八木沢さんと二人で独身の楽なところを言い合って、最終的に家の話になった。
「会社が日本橋なので、通勤に便利そうなところで探します。猶予がないので、あまり選べないとは思いますが、頑張って探します」
「……僕の」
「え?」
急に八木沢さんの動きが止まったから思わず注視した。八木沢さんは真剣な口調で言った。

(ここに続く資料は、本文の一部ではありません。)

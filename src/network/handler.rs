use std::sync::Arc;

use tokio::io::{AsyncBufRead, AsyncBufReadExt, AsyncReadExt};

use crate::chat::ChatManager;
use crate::common::{ClientCommand, ConnectionId, Message, User};
use crate::storage::SearchField;

use super::outbound::Outbound;

const NAME_PROMPT: &str = "Enter your name: ";
const INPUT_PROMPT: &str = "> ";
const NO_RESULTS: &str = "No results found.";
/// Dòng dài hơn giới hạn này bị cắt thành nhiều dòng.
pub const MAX_LINE_BYTES: u64 = 64 * 1024;
const HELP_LINES: [&str; 5] = [
    "Commands available:",
    "- Type 'exit' to leave",
    "- Type '/search <query>' to search by keyword",
    "- Type '/user <username>' to search by user",
    "- Type any other message to chat",
];

/// Vòng đời của một kết nối.
#[derive(Debug)]
enum HandlerState {
    Connecting,
    Active(User),
    Closing(User),
    Closed,
}

/// Điều khiển một client: đăng ký tên, vòng lặp tin nhắn, rời phòng.
pub struct ConnectionHandler<R> {
    manager: Arc<ChatManager>,
    connection: ConnectionId,
    peer_id: String,
    reader: R,
    outbound: Outbound,
}

impl<R> ConnectionHandler<R>
where
    R: AsyncBufRead + Unpin,
{
    pub fn new(
        manager: Arc<ChatManager>,
        peer_id: impl Into<String>,
        reader: R,
        outbound: Outbound,
    ) -> Self {
        Self {
            manager,
            connection: ConnectionId::new(),
            peer_id: peer_id.into(),
            reader,
            outbound,
        }
    }

    /// Chạy tới khi client thoát hoặc mất kết nối. Khi trả về, handler
    /// bị drop cùng `Outbound`, writer task tự đóng socket.
    pub async fn run(mut self) {
        let mut state = HandlerState::Connecting;
        loop {
            state = match state {
                HandlerState::Connecting => self.connect().await,
                HandlerState::Active(user) => self.serve(user).await,
                HandlerState::Closing(user) => self.close(user),
                HandlerState::Closed => break,
            };
            log::debug!("Connection {} -> {:?}", self.connection, state);
        }
    }

    async fn connect(&mut self) -> HandlerState {
        self.write_raw(NAME_PROMPT);
        let Some(name) = self.read_line().await else {
            log::info!("{} disconnected before choosing a name", self.peer_id);
            return HandlerState::Closed;
        };

        let user = self.manager.register_user(
            &self.peer_id,
            &name,
            self.connection,
            self.outbound.clone(),
        );

        for line in HELP_LINES {
            self.write_line(line);
        }

        HandlerState::Active(user)
    }

    async fn serve(&mut self, user: User) -> HandlerState {
        log::info!("{} joined from {}", user.name, user.id);
        self.manager.broadcast_message(&Message::joined(&user));

        loop {
            self.write_raw(INPUT_PROMPT);
            let Some(line) = self.read_line().await else {
                return HandlerState::Closing(user);
            };

            match ClientCommand::parse(&line) {
                ClientCommand::Exit => return HandlerState::Closing(user),
                ClientCommand::SearchKeyword(query) => {
                    self.reply_search(&query, SearchField::Content);
                }
                ClientCommand::SearchUser(query) => {
                    self.reply_search(&query, SearchField::Sender);
                }
                ClientCommand::Chat(content) => {
                    let msg = Message::new(user.name.clone(), content);
                    self.manager.store_message(msg.clone());
                    self.manager.broadcast_message(&msg);
                }
            }
        }
    }

    fn close(&mut self, user: User) -> HandlerState {
        self.manager.remove_user(&self.connection);
        self.manager.broadcast_message(&Message::left(&user));
        log::info!("{} left ({})", user.name, user.id);
        HandlerState::Closed
    }

    fn reply_search(&self, query: &str, field: SearchField) {
        let results = self.manager.search_messages(query, field);
        if results.is_empty() {
            self.write_line(NO_RESULTS);
            return;
        }

        self.write_line(match field {
            SearchField::Content => "Search results by keyword:",
            SearchField::Sender => "Search results by user:",
        });
        for result in &results {
            self.write_line(result);
        }
    }

    /// `None` khi hết stream hoặc lỗi transport. Byte không phải UTF-8
    /// được thay bằng U+FFFD, không làm đóng phiên.
    async fn read_line(&mut self) -> Option<String> {
        let mut buf = Vec::new();
        let mut limited = (&mut self.reader).take(MAX_LINE_BYTES);
        match limited.read_until(b'\n', &mut buf).await {
            Ok(0) => None,
            Ok(_) => {
                if buf.last() == Some(&b'\n') {
                    buf.pop();
                    if buf.last() == Some(&b'\r') {
                        buf.pop();
                    }
                }
                Some(String::from_utf8_lossy(&buf).into_owned())
            }
            Err(err) => {
                log::warn!("Read error from {}: {err}", self.peer_id);
                None
            }
        }
    }

    fn write_raw(&self, text: &str) {
        if let Err(err) = self.outbound.send_raw(text) {
            log::debug!("Dropping output for {}: {err}", self.peer_id);
        }
    }

    fn write_line(&self, line: &str) {
        if let Err(err) = self.outbound.send_line(line) {
            log::debug!("Dropping output for {}: {err}", self.peer_id);
        }
    }
}

#[cfg(test)]
mod tests {
    use std::io;

    use tokio::io::{AsyncWriteExt, BufReader};

    use super::*;
    use crate::network::OutboundReceiver;

    fn collect(receiver: &mut OutboundReceiver) -> String {
        let mut out = String::new();
        while let Ok(chunk) = receiver.try_recv() {
            out.push_str(&chunk);
        }
        out
    }

    async fn run_with_input(manager: Arc<ChatManager>, input: &str) -> String {
        run_with_bytes(manager, input.as_bytes().to_vec()).await
    }

    async fn run_with_bytes(manager: Arc<ChatManager>, input: Vec<u8>) -> String {
        let (mut client, server) = tokio::io::duplex(4096);
        tokio::spawn(async move {
            client.write_all(&input).await.unwrap();
            client.shutdown().await.unwrap();
        });

        let (outbound, mut receiver) = Outbound::channel();
        ConnectionHandler::new(manager, "127.0.0.1:9000", BufReader::new(server), outbound)
            .run()
            .await;
        collect(&mut receiver)
    }

    #[tokio::test]
    async fn full_session_lifecycle() {
        let manager = Arc::new(ChatManager::new());
        let output = run_with_input(
            Arc::clone(&manager),
            "alice\nhello world\n/search hello\n/user nobody\nexit\n",
        )
        .await;

        assert!(output.starts_with("Enter your name: Commands available:\n"));
        assert!(output.contains("alice: alice has joined.\n"));
        assert!(output.contains("Search results by keyword:\n"));
        assert!(output.contains("alice: hello world\n"));
        assert!(output.contains("No results found.\n"));
        // the leaver is deregistered before the leave notice goes out
        assert!(!output.contains("has left."));

        let stats = manager.stats();
        assert_eq!(stats.sessions, 0);
        assert_eq!(stats.messages, 1);
    }

    #[tokio::test]
    async fn end_of_stream_behaves_like_exit() {
        let manager = Arc::new(ChatManager::new());
        let (watcher, mut watcher_rx) = Outbound::channel();
        manager.register_user("127.0.0.1:1", "watcher", ConnectionId::new(), watcher);

        run_with_input(Arc::clone(&manager), "bob\r\nbye\r\n").await;

        let seen = collect(&mut watcher_rx);
        assert!(seen.contains("bob: bob has joined.\n"));
        assert!(seen.contains("bob: bye\n"));
        assert!(seen.contains("bob: bob has left.\n"));
        assert_eq!(manager.stats().sessions, 1);
    }

    #[tokio::test]
    async fn disconnect_before_name_never_registers() {
        let manager = Arc::new(ChatManager::new());
        let (watcher, mut watcher_rx) = Outbound::channel();
        manager.register_user("127.0.0.1:1", "watcher", ConnectionId::new(), watcher);

        let output = run_with_input(Arc::clone(&manager), "").await;

        assert_eq!(output, "Enter your name: ");
        assert!(collect(&mut watcher_rx).is_empty());
        assert_eq!(manager.stats().sessions, 1);
    }

    #[tokio::test]
    async fn empty_line_is_stored_as_chat() {
        let manager = Arc::new(ChatManager::new());
        run_with_input(Arc::clone(&manager), "carol\n\nexit\n").await;

        let results = manager.search_messages("carol", SearchField::Sender);
        assert_eq!(results.len(), 1);
        assert!(results[0].ends_with("carol: "));
    }

    #[tokio::test]
    async fn invalid_utf8_line_is_chat_not_disconnect() {
        let manager = Arc::new(ChatManager::new());
        let (watcher, mut watcher_rx) = Outbound::channel();
        manager.register_user("127.0.0.1:1", "watcher", ConnectionId::new(), watcher);

        run_with_bytes(
            Arc::clone(&manager),
            b"eve\ncaf\xe9 au lait\nstill here\nexit\n".to_vec(),
        )
        .await;

        let seen = collect(&mut watcher_rx);
        assert!(seen.contains("eve: caf\u{FFFD} au lait\n"));
        assert!(seen.contains("eve: still here\n"));
        assert_eq!(seen.matches("has left.").count(), 1);
        assert_eq!(manager.stats().messages, 2);
        assert_eq!(manager.search_messages("au lait", SearchField::Content).len(), 1);
    }

    #[tokio::test]
    async fn overlong_line_is_split_at_the_limit() {
        let manager = Arc::new(ChatManager::new());
        let limit = MAX_LINE_BYTES as usize;
        let mut input = b"gus\n".to_vec();
        input.extend(std::iter::repeat_n(b'x', limit + 10));
        input.extend_from_slice(b"\nexit\n");

        run_with_bytes(Arc::clone(&manager), input).await;

        let stored = manager.search_messages("x", SearchField::Content);
        assert_eq!(stored.len(), 2);
        assert!(stored[0].ends_with(&format!("gus: {}", "x".repeat(limit))));
        assert!(stored[1].ends_with(&format!("gus: {}", "x".repeat(10))));
        assert_eq!(manager.stats().sessions, 0);
    }

    #[tokio::test]
    async fn read_error_closes_like_exit() {
        let manager = Arc::new(ChatManager::new());
        let (watcher, mut watcher_rx) = Outbound::channel();
        manager.register_user("127.0.0.1:1", "watcher", ConnectionId::new(), watcher);

        let reader = tokio_test::io::Builder::new()
            .read(b"frank\nhello\n")
            .read_error(io::Error::new(io::ErrorKind::ConnectionReset, "peer reset"))
            .build();
        let (outbound, _receiver) = Outbound::channel();
        ConnectionHandler::new(
            Arc::clone(&manager),
            "127.0.0.1:9002",
            BufReader::new(reader),
            outbound,
        )
        .run()
        .await;

        let seen = collect(&mut watcher_rx);
        assert!(seen.contains("frank: hello\n"));
        assert!(seen.contains("frank: frank has left.\n"));
        assert_eq!(manager.stats().sessions, 1);
        assert_eq!(manager.stats().messages, 1);
    }

    #[tokio::test]
    async fn closed_output_does_not_stop_the_handler() {
        let manager = Arc::new(ChatManager::new());
        let (mut client, server) = tokio::io::duplex(1024);
        client.write_all(b"dave\nstill typing\nexit\n").await.unwrap();
        client.shutdown().await.unwrap();

        let (outbound, receiver) = Outbound::channel();
        drop(receiver);
        ConnectionHandler::new(
            Arc::clone(&manager),
            "127.0.0.1:9001",
            BufReader::new(server),
            outbound,
        )
        .run()
        .await;

        assert_eq!(manager.search_messages("still", SearchField::Content).len(), 1);
        assert_eq!(manager.stats().sessions, 0);
    }
}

「僕の家、一部屋空いてるんで、そこに住みませんか?」
「はい?」
ルームシェアってこと?
どれだけ広い家なのか知らないが、独身男性と同居とかありえない。
「無理、無理です。いくら彼氏と別れたばかりだからってそんな非常識な……」
「家賃は考慮します。あなたにお手伝いをお願いしたいこともあるので」
「お手伝い……?」
まさか、まさか、×××込みの家政婦になるとか、そういうえっちなやつ!?
無理ー! 無理むり! いい人だと思っていたらとんでもない人だった!
……と思って一度は断ったが、それは盛大な誤解だったとすぐに知ることになる。
◆
翌日の土曜日。
私はとあるマンションの内覧をするため、八木沢さんと一緒に新宿区にいた。
「昨日はありがとうございました。おかげさまで家に帰ってから眠れました」
私がお礼を言うと八木沢さんが穏やかに笑ってくれたので嬉しくなる。
熟睡とはいかなかったが、眠ることが出来たので体力も回復した。昨夜、真臣は帰ってこなかったし、今朝も早くに家を出て、約束の九時までカフェで過ごした。
新宿御苑の北側にある十五階建ての高層マンション。JR新宿駅や地下鉄駅まで徒歩圏内。
南向きのエントランスは明るく綺麗で、植木も丁寧にお手入れされている。
大きな扉を開けると白が基調の玄関ホール。オートロックのパネル横には生花を飾った花瓶が置いてあり、気後れしそうなくらいに上品だった。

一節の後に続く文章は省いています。